### Records to process ###

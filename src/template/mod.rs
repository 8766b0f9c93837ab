//! Template expansion
//!
//! Rules can run their source through one of two template modes before it is
//! written:
//!
//! - **Tree mode** ([`json::expand`]): the source is parsed as JSON and every
//!   backtick-delimited string is evaluated as an expression. See the
//!   [`json`] module for key expressions, `__unpack__` fan-out and join
//!   reduction.
//! - **Text mode** ([`text::expand_text`]): the source is treated as plain
//!   text and each `{expr: ... :}` block is replaced with the text form of
//!   its value.
//!
//! Both modes share the expression language in [`expr`].

pub mod expr;
pub mod json;
pub mod text;

pub use expr::Scope;
pub use json::expand;
pub use text::expand_text;
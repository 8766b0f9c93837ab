//! Path manipulation utilities for packmap
//!
//! Every path that flows through the engine is a posix string: backslashes
//! are turned into forward slashes and `.`/`..` segments are collapsed
//! lexically, so target paths compare and print the same on every platform.

use std::path::Path;

use crate::error::{Error, Result};

/// Ensure a path uses forward slashes regardless of platform
pub fn as_posix(path: &str) -> String {
    path.replace('\\', "/")
}

/// Lexically normalize a path.
///
/// Collapses `.` segments and duplicate separators, resolves `..` against the
/// preceding segment where possible and drops any trailing slash. An empty
/// result becomes `"."`.
pub fn normalize(path: &str) -> String {
    let path = as_posix(path);
    let absolute = path.starts_with('/');
    let mut segments: Vec<&str> = Vec::new();

    for segment in path.split('/') {
        match segment {
            "" | "." => {}
            ".." => match segments.last() {
                Some(&last) if last != ".." => {
                    segments.pop();
                }
                // `/..` stays at the root
                _ if absolute => {}
                _ => segments.push(".."),
            },
            other => segments.push(other),
        }
    }

    let joined = segments.join("/");
    match (absolute, joined.is_empty()) {
        (true, _) => format!("/{}", joined),
        (false, true) => ".".to_string(),
        (false, false) => joined,
    }
}

/// Join path segments and normalize the result
pub fn join<S: AsRef<str>>(parts: &[S]) -> String {
    let joined = parts
        .iter()
        .map(|p| p.as_ref())
        .filter(|p| !p.is_empty())
        .collect::<Vec<_>>()
        .join("/");
    normalize(&joined)
}

/// Resolve `path` against `base` unless it is already absolute
pub fn resolve(base: &str, path: &str) -> String {
    if is_absolute(path) {
        normalize(path)
    } else {
        join(&[base, path])
    }
}

/// Return the relative path from `from` to `to` as a posix path
pub fn relative(from: &str, to: &str) -> Result<String> {
    pathdiff::diff_paths(Path::new(to), Path::new(from))
        .map(|p| {
            let rel = as_posix(&p.to_string_lossy());
            if rel.is_empty() {
                ".".to_string()
            } else {
                rel
            }
        })
        .ok_or_else(|| Error::Path {
            message: format!("Cannot express {} relative to {}", to, from),
        })
}

/// Return the directory part of a path
pub fn dirname(path: &str) -> String {
    let normalized = normalize(path);
    match normalized.rfind('/') {
        Some(0) => "/".to_string(),
        Some(idx) => normalized[..idx].to_string(),
        None => ".".to_string(),
    }
}

/// Return the last segment of a path
pub fn basename(path: &str) -> String {
    let normalized = normalize(path);
    match normalized.rfind('/') {
        Some(idx) => normalized[idx + 1..].to_string(),
        None => normalized,
    }
}

/// Lowercase extension of the last segment, without the leading dot
pub fn extension(path: &str) -> String {
    Path::new(&basename(path))
        .extension()
        .map(|ext| ext.to_string_lossy().to_lowercase())
        .unwrap_or_default()
}

/// Whether a path is absolute (posix root or a platform-absolute path)
pub fn is_absolute(path: &str) -> bool {
    path.starts_with('/') || Path::new(path).is_absolute()
}

/// Whether `path` is `base` or lies underneath it, compared lexically
pub fn is_within(base: &str, path: &str) -> bool {
    let base = normalize(base);
    let path = normalize(path);
    if base == "/" {
        return path.starts_with('/');
    }
    path == base || path.starts_with(&format!("{}/", base))
}

/// Whether a declared path contains glob metacharacters
pub fn has_glob_chars(path: &str) -> bool {
    path.contains(['*', '?', '['])
}

#[cfg(test)]
mod tests {
    use super::*;

    #[test]
    fn test_normalize() {
        assert_eq!(normalize("RP/textures/./items/"), "RP/textures/items");
        assert_eq!(normalize("BP/a/fake/../b"), "BP/a/b");
        assert_eq!(normalize("./a//b"), "a/b");
        assert_eq!(normalize("../a"), "../a");
        assert_eq!(normalize("a/../.."), "..");
        assert_eq!(normalize("/../a"), "/a");
        assert_eq!(normalize(""), ".");
        assert_eq!(normalize("a\\b\\c"), "a/b/c");
    }

    #[test]
    fn test_join_and_resolve() {
        assert_eq!(join(&["RP/models", "", "mobs/dragon", "d.json"]), "RP/models/mobs/dragon/d.json");
        assert_eq!(resolve("/work/data/m", "sub/x.json"), "/work/data/m/sub/x.json");
        assert_eq!(resolve("/work/data/m", "/abs/x.json"), "/abs/x.json");
    }

    #[test]
    fn test_relative() {
        assert_eq!(relative("/work/data", "/work/data/m/x.json").unwrap(), "m/x.json");
        assert_eq!(relative("/work/data/m", "/work/shared/x.json").unwrap(), "../../shared/x.json");
        assert_eq!(relative("/work", "/work").unwrap(), ".");
    }

    #[test]
    fn test_dirname_and_basename() {
        assert_eq!(dirname("mobs/dragon/dragon.geo.json"), "mobs/dragon");
        assert_eq!(dirname("dragon.geo.json"), ".");
        assert_eq!(dirname("/dragon.geo.json"), "/");
        assert_eq!(basename("mobs/dragon/dragon.geo.json"), "dragon.geo.json");
        assert_eq!(basename("dragon.geo.json"), "dragon.geo.json");
    }

    #[test]
    fn test_extension() {
        assert_eq!(extension("mobs/dragon.geo.json"), "json");
        assert_eq!(extension("RP/materials/Entity.MATERIAL"), "material");
        assert_eq!(extension("README"), "");
    }

    #[test]
    fn test_is_within() {
        assert!(is_within("/work", "/work/data/x.json"));
        assert!(is_within("/work", "/work"));
        assert!(!is_within("/work", "/workshop/x.json"));
        assert!(!is_within("/work", "/work/../etc/passwd"));
    }

    #[test]
    fn test_has_glob_chars() {
        assert!(has_glob_chars("**/*.json"));
        assert!(has_glob_chars("item_?.json"));
        assert!(has_glob_chars("[ab].json"));
        assert!(!has_glob_chars("items/sword.json"));
    }
}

###

→ Problem details
Repeat only what lies between the first line of the data and the line containing "let path = as_posix(path);", both of those lines included, exactly as it stands.

→ Exercise output
filename src/template/mod.rs
repository 8766b0f9c93837ab
//! Template expansion
//!
//! Rules can run their source through one of two template modes before it is
//! written:
//!
//! - **Tree mode** ([`json::expand`]): the source is parsed as JSON and every
//!   backtick-delimited string is evaluated as an expression. See the
//!   [`json`] module for key expressions, `__unpack__` fan-out and join
//!   reduction.
//! - **Text mode** ([`text::expand_text`]): the source is treated as plain
//!   text and each `{expr: ... :}` block is replaced with the text form of
//!   its value.
//!
//! Both modes share the expression language in [`expr`].

pub mod expr;
pub mod json;
pub mod text;

pub use expr::Scope;
pub use json::expand;
pub use text::expand_text;
repository 8766b0f9c93837ab
//! Path manipulation utilities for packmap
//!
//! Every path that flows through the engine is a posix string: backslashes
//! are turned into forward slashes and `.`/`..` segments are collapsed
//! lexically, so target paths compare and print the same on every platform.

use std::path::Path;

use crate::error::{Error, Result};

/// Ensure a path uses forward slashes regardless of platform
pub fn as_posix(path: &str) -> String {
    path.replace('\\', "/")
}

/// Lexically normalize a path.
///
/// Collapses `.` segments and duplicate separators, resolves `..` against the
/// preceding segment where possible and drops any trailing slash. An empty
/// result becomes `"."`.
pub fn normalize(path: &str) -> String {
    let path = as_posix(path);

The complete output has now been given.